**Source material:**
=-=-=

//! The flat buffer a model lives in.
//!
//! Every structure of a loaded model addresses this buffer by offset from the
//! start of its data region, never by pointer. A freshly built model owns a
//! zeroed `Vec<u8>`; a reloaded one maps the file read-only (or reads it in),
//! with the data region starting after the header. Because only offsets are
//! stored, the base may differ between build and reload.

use std::fs::File;
use std::io::{Read, Seek, SeekFrom};

use memmap2::Mmap;

use crate::config::LoadMethod;
use crate::error::{LmError, Result};

#[derive(Debug)]
enum Memory {
	Owned(Vec<u8>),
	Mapped(Mmap),
}

/// Backing storage with the offset at which the data region starts.
#[derive(Debug)]
pub struct Backing {
	memory: Memory,
	data_offset: usize,
}

impl Backing {
	/// Allocates a zeroed data region of `len` bytes.
	pub fn zeroed(len: usize) -> Self {
		Self { memory: Memory::Owned(vec![0u8; len]), data_offset: 0 }
	}

	/// Brings the whole file into memory; the data region starts at `data_offset`.
	///
	/// # Errors
	/// Returns an error if the file cannot be read or mapped, or is shorter
	/// than `data_offset + data_len`.
	pub fn from_file(file: &mut File, data_offset: usize, data_len: usize, method: LoadMethod) -> Result<Self> {
		let memory = match method {
			LoadMethod::Mmap => {
				// SAFETY: the map is read-only and models are never modified in place
				// after they are written.
				let map = unsafe { Mmap::map(&*file)? };
				Memory::Mapped(map)
			}
			LoadMethod::Read => {
				let mut bytes = Vec::new();
				file.seek(SeekFrom::Start(0))?;
				file.read_to_end(&mut bytes)?;
				Memory::Owned(bytes)
			}
		};
		let backing = Self { memory, data_offset };
		if backing.whole().len() < data_offset + data_len {
			return Err(LmError::BinaryFormat(format!(
				"file holds {} bytes but the header describes {}",
				backing.whole().len(),
				data_offset + data_len
			)));
		}
		Ok(backing)
	}

	fn whole(&self) -> &[u8] {
		match &self.memory {
			Memory::Owned(bytes) => bytes.as_slice(),
			Memory::Mapped(map) => &map[..],
		}
	}

	/// The data region.
	#[inline]
	pub fn data(&self) -> &[u8] {
		&self.whole()[self.data_offset..]
	}

	/// The data region, writable only while the model is still being built.
	pub fn data_mut(&mut self) -> Option<&mut [u8]> {
		match &mut self.memory {
			Memory::Owned(bytes) => Some(&mut bytes[self.data_offset..]),
			Memory::Mapped(_) => None,
		}
	}

	pub fn is_mapped(&self) -> bool {
		matches!(self.memory, Memory::Mapped(_))
	}
}

#[cfg(test)]
mod tests {
	use super::*;
	use std::io::Write;

	#[test]
	fn zeroed_is_writable() {
		let mut backing = Backing::zeroed(32);
		assert!(backing.data().iter().all(|&b| b == 0));
		backing.data_mut().unwrap()[3] = 9;
		assert_eq!(backing.data()[3], 9);
		assert!(!backing.is_mapped());
	}

	#[test]
	fn file_backing_skips_header() {
		let path = std::env::temp_dir().join(format!("rs-lm-memory-{}.bin", std::process::id()));
		{
			let mut file = File::create(&path).unwrap();
			file.write_all(&[1, 2, 3, 4, 5, 6]).unwrap();
		}
		for method in [LoadMethod::Mmap, LoadMethod::Read] {
			let mut file = File::open(&path).unwrap();
			let mut backing = Backing::from_file(&mut file, 2, 4, method).unwrap();
			assert_eq!(backing.data(), &[3, 4, 5, 6]);
			assert_eq!(backing.data_mut().is_some(), method == LoadMethod::Read);
		}
		let mut file = File::open(&path).unwrap();
		assert!(Backing::from_file(&mut file, 2, 10, LoadMethod::Read).is_err());
		std::fs::remove_file(&path).unwrap();
	}
}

=-=-=

**About this task:** Filter the listing above for lines with the word "SeekFrom", and copy each one you find.

**Answer space:**
use std::io::{Read, Seek, SeekFrom};
				file.seek(SeekFrom::Start(0))?;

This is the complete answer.